◆ **Task directions**
All lines in the records below with the word "Collecting" must be returned.

(Stored dataset items)
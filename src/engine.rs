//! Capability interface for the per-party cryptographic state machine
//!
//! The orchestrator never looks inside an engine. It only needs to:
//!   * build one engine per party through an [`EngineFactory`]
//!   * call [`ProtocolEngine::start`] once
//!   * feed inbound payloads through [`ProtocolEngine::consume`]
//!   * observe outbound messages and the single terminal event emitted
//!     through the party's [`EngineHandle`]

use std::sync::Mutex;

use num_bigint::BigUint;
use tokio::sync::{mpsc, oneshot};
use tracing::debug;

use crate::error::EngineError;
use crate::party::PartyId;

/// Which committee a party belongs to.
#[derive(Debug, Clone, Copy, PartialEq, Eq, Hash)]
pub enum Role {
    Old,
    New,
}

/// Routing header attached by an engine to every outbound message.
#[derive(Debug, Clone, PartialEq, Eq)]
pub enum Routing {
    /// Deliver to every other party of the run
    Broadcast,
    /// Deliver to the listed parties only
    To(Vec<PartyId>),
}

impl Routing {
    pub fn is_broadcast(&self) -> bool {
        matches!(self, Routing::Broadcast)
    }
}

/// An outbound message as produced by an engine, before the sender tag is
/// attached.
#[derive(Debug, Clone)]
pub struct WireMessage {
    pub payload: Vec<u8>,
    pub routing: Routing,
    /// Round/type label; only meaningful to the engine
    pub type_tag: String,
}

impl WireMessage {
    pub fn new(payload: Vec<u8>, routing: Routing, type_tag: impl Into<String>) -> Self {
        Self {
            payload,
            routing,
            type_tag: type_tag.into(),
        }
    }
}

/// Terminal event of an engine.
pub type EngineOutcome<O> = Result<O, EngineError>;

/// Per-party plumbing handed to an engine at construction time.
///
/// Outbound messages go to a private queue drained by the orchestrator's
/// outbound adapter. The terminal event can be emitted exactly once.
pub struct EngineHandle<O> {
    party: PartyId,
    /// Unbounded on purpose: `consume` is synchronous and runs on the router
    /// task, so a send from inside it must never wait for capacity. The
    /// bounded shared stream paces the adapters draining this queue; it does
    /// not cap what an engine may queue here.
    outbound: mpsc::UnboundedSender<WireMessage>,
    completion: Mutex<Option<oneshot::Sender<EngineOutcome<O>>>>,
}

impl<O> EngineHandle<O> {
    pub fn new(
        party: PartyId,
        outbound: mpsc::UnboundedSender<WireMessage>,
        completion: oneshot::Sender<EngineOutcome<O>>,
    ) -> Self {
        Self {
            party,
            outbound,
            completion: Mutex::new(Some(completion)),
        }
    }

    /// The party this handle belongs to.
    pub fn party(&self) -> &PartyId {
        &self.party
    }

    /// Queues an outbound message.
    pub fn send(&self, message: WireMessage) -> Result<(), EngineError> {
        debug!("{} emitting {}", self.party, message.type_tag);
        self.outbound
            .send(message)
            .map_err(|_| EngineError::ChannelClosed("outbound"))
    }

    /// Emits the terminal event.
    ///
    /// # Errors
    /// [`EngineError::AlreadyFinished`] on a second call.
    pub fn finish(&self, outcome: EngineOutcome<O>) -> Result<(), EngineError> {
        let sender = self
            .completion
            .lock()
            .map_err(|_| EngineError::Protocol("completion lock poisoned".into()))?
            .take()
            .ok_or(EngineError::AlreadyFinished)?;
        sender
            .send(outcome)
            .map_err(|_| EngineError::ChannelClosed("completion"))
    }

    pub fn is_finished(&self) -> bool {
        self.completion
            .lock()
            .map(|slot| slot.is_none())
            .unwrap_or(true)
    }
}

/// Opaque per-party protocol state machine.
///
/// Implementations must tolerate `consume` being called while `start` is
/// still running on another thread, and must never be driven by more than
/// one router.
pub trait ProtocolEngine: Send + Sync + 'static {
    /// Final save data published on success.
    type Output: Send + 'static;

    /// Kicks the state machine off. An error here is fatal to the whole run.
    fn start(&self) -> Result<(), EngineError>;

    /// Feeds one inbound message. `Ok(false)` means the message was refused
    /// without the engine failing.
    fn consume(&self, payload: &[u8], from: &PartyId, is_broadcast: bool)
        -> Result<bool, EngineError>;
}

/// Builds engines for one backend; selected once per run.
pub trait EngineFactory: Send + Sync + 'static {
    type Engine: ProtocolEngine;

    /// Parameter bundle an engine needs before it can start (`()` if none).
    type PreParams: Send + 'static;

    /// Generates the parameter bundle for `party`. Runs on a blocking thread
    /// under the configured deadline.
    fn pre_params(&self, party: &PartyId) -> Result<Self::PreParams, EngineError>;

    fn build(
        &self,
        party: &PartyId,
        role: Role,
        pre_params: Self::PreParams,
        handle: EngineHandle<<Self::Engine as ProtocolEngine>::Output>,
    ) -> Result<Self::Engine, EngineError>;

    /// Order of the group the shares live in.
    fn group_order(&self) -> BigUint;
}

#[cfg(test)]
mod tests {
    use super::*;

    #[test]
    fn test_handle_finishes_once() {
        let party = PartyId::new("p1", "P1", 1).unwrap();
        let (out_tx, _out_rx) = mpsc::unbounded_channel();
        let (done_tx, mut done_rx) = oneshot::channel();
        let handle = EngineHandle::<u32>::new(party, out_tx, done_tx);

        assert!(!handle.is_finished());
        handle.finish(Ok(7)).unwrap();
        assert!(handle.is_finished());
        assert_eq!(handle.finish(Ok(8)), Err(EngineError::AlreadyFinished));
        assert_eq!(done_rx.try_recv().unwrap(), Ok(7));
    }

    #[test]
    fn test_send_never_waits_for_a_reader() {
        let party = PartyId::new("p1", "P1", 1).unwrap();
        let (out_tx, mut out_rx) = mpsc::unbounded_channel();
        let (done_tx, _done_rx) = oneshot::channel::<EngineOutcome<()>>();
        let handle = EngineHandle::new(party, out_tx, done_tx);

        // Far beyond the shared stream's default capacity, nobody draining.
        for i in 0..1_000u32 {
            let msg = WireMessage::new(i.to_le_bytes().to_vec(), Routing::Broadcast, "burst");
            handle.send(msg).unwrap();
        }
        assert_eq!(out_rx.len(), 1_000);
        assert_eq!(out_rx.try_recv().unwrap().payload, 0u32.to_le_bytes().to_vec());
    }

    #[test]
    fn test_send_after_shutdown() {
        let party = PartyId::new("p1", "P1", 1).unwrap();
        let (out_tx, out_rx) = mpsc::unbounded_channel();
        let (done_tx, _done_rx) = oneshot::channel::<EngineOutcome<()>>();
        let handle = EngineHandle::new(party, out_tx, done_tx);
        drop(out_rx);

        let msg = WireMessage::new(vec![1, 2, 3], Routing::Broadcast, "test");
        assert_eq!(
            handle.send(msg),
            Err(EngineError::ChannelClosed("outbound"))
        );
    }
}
==
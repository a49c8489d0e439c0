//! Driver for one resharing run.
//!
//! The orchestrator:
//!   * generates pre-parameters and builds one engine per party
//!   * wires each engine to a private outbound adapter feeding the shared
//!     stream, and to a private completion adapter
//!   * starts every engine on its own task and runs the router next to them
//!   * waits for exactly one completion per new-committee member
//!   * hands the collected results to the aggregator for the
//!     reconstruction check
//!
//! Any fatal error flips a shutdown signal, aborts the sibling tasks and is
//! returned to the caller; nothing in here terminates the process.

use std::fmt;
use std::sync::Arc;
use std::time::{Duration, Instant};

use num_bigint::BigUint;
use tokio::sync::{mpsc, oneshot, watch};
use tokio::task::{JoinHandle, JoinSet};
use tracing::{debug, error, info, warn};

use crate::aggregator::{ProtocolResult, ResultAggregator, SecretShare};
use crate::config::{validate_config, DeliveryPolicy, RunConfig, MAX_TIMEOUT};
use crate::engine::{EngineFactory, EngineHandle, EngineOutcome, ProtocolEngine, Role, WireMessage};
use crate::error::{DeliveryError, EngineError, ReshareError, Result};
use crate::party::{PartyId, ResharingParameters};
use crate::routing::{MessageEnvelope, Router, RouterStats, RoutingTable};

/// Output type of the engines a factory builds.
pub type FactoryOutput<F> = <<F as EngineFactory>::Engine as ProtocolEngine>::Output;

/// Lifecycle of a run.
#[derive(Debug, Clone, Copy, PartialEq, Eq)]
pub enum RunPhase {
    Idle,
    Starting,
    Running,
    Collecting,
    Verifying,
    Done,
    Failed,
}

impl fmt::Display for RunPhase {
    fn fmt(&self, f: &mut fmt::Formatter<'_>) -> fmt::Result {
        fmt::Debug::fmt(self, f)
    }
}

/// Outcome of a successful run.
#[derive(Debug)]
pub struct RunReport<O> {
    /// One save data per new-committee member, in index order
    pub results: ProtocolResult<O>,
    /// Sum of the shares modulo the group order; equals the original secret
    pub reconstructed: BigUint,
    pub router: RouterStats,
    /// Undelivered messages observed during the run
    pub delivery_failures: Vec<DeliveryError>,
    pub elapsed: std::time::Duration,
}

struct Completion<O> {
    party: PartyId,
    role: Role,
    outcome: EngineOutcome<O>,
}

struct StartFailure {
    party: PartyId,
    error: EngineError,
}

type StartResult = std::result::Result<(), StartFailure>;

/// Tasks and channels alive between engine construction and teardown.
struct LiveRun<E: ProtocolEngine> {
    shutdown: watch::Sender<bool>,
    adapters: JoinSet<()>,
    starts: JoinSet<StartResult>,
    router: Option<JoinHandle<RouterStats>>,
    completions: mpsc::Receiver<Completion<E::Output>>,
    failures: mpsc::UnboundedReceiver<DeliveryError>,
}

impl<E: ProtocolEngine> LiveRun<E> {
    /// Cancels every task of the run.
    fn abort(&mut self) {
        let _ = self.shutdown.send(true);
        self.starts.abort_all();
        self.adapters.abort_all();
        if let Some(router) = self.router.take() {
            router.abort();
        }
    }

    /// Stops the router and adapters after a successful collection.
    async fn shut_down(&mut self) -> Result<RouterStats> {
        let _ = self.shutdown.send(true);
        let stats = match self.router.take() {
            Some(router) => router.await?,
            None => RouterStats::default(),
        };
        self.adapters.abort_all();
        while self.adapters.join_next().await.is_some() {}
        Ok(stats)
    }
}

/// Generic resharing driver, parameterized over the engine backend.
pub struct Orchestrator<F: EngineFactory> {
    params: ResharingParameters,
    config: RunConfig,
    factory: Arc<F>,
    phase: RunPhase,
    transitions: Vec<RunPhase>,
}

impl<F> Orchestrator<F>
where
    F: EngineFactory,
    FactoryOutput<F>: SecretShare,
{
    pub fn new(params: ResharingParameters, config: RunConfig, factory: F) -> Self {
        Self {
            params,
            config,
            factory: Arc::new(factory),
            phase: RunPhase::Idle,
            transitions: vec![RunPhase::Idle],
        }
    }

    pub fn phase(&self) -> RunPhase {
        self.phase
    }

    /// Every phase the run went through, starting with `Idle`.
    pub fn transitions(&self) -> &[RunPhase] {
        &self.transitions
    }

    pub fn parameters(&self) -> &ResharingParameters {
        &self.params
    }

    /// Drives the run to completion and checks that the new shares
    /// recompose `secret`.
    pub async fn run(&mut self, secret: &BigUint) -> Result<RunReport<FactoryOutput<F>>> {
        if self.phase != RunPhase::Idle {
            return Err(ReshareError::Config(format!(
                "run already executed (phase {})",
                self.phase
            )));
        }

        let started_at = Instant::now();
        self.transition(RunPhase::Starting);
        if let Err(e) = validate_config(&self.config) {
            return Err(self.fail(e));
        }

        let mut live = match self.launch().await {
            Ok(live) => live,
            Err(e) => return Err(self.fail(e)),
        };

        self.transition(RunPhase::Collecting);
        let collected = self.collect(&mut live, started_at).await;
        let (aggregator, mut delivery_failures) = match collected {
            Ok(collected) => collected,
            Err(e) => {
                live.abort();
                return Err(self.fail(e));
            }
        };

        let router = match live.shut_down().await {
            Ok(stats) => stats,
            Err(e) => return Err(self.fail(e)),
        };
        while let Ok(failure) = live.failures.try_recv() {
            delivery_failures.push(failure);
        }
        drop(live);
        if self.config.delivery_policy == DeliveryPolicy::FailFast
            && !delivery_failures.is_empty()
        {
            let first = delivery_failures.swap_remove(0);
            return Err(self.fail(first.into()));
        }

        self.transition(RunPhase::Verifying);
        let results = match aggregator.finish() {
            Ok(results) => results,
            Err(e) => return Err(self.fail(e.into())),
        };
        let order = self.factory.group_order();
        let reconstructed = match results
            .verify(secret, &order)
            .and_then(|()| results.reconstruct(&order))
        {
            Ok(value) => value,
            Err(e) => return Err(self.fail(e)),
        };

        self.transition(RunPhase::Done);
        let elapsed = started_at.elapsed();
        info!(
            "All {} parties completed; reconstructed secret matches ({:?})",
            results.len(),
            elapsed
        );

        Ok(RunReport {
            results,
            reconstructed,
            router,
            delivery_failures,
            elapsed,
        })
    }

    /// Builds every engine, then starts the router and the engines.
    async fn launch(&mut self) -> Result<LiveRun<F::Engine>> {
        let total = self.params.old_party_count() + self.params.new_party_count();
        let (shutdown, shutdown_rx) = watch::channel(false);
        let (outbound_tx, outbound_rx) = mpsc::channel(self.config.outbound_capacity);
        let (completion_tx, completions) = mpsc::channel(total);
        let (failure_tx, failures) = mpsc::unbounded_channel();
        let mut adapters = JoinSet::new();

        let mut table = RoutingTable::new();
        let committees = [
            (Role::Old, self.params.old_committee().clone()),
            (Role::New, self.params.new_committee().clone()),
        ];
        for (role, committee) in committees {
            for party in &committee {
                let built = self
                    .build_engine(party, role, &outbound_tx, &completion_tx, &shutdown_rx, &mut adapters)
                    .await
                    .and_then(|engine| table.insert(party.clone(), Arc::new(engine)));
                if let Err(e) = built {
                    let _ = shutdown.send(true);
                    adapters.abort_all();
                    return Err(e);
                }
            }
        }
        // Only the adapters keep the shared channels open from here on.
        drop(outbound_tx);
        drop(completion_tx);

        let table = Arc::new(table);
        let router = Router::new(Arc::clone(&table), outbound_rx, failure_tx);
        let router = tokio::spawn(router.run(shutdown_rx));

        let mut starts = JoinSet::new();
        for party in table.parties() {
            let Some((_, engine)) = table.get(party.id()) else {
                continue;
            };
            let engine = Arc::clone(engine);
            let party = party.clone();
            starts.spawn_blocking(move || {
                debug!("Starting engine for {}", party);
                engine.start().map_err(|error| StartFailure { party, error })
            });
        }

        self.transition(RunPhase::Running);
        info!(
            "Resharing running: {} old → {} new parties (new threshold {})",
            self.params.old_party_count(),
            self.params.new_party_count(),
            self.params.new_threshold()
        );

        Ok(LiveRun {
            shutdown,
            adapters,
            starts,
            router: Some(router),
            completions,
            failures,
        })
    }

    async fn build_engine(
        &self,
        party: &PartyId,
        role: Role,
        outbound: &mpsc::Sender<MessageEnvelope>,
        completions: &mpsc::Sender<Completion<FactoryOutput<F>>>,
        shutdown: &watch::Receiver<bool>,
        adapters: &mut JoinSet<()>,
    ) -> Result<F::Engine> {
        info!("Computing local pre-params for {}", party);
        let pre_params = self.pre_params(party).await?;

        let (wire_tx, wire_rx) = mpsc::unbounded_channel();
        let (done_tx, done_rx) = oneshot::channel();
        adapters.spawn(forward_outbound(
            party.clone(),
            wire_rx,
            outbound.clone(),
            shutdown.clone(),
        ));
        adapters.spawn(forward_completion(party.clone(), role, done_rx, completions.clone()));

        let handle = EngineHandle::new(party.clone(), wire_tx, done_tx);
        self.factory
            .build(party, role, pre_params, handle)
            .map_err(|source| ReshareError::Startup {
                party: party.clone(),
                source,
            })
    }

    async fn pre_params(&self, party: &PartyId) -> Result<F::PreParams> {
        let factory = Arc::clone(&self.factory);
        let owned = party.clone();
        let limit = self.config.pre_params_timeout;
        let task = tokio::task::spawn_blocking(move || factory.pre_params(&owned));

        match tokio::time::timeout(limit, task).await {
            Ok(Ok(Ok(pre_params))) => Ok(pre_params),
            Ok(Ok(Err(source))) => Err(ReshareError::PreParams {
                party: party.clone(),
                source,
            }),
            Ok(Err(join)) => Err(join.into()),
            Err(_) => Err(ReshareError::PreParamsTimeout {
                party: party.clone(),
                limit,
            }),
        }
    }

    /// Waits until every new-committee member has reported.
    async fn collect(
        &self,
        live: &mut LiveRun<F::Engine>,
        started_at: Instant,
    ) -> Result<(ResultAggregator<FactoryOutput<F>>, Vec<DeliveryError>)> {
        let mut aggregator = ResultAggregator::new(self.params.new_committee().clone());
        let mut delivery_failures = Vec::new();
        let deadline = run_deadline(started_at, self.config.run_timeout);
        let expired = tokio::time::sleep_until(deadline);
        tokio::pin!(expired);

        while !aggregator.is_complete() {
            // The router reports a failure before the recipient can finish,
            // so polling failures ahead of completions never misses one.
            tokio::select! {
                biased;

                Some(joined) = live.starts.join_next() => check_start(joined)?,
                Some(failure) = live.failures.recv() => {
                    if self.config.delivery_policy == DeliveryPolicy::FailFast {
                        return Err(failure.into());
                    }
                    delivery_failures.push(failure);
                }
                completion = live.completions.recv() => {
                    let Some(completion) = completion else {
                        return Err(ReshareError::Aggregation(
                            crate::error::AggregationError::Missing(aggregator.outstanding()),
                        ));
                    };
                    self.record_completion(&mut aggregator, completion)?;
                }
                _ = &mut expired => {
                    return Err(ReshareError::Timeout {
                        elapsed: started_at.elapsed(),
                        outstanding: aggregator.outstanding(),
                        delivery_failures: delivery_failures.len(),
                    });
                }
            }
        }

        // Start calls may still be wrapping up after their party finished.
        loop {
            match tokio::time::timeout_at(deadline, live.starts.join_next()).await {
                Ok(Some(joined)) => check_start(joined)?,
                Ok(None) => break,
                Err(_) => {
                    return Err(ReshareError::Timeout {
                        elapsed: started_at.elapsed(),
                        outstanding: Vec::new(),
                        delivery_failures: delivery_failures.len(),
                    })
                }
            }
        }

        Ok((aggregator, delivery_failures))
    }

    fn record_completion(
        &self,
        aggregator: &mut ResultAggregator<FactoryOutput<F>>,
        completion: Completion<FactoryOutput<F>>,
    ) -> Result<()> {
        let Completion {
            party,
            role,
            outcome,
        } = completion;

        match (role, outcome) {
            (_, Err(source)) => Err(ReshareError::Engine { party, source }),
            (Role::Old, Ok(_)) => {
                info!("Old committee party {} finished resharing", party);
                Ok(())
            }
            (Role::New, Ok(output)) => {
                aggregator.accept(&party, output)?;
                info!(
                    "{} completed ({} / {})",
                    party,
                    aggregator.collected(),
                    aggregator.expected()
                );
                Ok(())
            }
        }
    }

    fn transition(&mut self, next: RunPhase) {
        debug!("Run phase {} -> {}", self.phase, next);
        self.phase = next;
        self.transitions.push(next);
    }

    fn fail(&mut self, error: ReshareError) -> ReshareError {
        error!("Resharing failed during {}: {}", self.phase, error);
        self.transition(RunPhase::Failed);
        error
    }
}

◆ **Written solution**
    Collecting,
        self.transition(RunPhase::Collecting);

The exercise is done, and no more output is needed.